(Stored data entries)
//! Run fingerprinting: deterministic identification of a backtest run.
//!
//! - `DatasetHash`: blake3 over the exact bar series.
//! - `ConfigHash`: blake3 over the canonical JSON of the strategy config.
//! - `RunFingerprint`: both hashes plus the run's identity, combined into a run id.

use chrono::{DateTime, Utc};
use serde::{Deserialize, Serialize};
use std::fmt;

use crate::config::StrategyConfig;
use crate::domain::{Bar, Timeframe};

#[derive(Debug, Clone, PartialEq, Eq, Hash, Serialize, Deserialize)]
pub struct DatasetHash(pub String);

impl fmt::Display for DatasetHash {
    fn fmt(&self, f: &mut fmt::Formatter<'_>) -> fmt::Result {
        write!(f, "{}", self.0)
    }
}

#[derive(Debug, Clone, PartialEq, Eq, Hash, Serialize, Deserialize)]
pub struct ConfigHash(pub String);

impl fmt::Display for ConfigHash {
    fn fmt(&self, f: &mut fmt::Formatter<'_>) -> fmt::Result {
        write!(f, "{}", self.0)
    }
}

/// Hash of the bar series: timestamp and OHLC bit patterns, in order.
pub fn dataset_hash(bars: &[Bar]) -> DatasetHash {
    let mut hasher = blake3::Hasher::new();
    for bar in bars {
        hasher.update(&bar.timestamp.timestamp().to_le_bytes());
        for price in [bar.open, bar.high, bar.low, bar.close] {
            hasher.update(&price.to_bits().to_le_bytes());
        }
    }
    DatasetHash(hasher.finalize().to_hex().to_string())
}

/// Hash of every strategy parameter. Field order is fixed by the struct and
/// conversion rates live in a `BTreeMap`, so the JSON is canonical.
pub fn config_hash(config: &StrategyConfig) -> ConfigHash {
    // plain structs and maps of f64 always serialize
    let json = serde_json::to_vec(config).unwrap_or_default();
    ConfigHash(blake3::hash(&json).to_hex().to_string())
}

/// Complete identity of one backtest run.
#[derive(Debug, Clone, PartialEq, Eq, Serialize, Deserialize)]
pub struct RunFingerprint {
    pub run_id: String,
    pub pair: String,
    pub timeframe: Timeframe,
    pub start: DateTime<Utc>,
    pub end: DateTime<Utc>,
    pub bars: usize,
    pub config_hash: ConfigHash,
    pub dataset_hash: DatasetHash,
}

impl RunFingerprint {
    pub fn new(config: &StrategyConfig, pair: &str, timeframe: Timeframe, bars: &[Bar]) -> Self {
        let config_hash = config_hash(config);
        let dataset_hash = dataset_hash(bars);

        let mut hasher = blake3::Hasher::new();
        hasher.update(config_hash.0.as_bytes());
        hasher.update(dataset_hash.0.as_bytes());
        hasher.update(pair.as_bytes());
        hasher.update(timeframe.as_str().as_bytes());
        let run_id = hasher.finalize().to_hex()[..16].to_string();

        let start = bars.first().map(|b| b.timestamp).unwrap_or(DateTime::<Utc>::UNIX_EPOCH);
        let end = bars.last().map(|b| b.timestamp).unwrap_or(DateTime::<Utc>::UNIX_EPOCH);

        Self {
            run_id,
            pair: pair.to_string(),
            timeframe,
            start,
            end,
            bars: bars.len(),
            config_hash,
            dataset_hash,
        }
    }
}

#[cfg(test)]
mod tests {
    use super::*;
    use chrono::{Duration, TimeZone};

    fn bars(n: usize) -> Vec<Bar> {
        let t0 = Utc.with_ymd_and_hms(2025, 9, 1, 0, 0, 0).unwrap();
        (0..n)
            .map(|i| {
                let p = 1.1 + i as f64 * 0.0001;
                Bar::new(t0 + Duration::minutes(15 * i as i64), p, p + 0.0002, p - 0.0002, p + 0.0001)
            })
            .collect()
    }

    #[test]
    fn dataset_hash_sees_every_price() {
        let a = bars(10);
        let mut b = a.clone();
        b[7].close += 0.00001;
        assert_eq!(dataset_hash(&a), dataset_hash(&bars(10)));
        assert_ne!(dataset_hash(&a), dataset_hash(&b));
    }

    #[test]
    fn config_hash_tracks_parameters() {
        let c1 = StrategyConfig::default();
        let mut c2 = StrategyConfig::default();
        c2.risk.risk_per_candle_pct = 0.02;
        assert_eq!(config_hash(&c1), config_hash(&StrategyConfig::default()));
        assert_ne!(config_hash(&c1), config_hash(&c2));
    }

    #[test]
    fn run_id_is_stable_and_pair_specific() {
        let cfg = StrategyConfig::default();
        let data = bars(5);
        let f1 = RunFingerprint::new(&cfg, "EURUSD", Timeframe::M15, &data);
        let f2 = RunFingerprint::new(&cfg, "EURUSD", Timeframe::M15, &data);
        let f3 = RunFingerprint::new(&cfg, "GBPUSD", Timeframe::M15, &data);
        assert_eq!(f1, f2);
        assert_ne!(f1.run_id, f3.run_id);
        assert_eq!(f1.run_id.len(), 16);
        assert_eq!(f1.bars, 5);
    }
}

WORK REQUIRED: Show each line of the data that contains the string "hasher".

TASK OUTPUT:
    let mut hasher = blake3::Hasher::new();
        hasher.update(&bar.timestamp.timestamp().to_le_bytes());
            hasher.update(&price.to_bits().to_le_bytes());
    DatasetHash(hasher.finalize().to_hex().to_string())
        let mut hasher = blake3::Hasher::new();
        hasher.update(config_hash.0.as_bytes());
        hasher.update(dataset_hash.0.as_bytes());
        hasher.update(pair.as_bytes());
        hasher.update(timeframe.as_str().as_bytes());
        let run_id = hasher.finalize().to_hex()[..16].to_string();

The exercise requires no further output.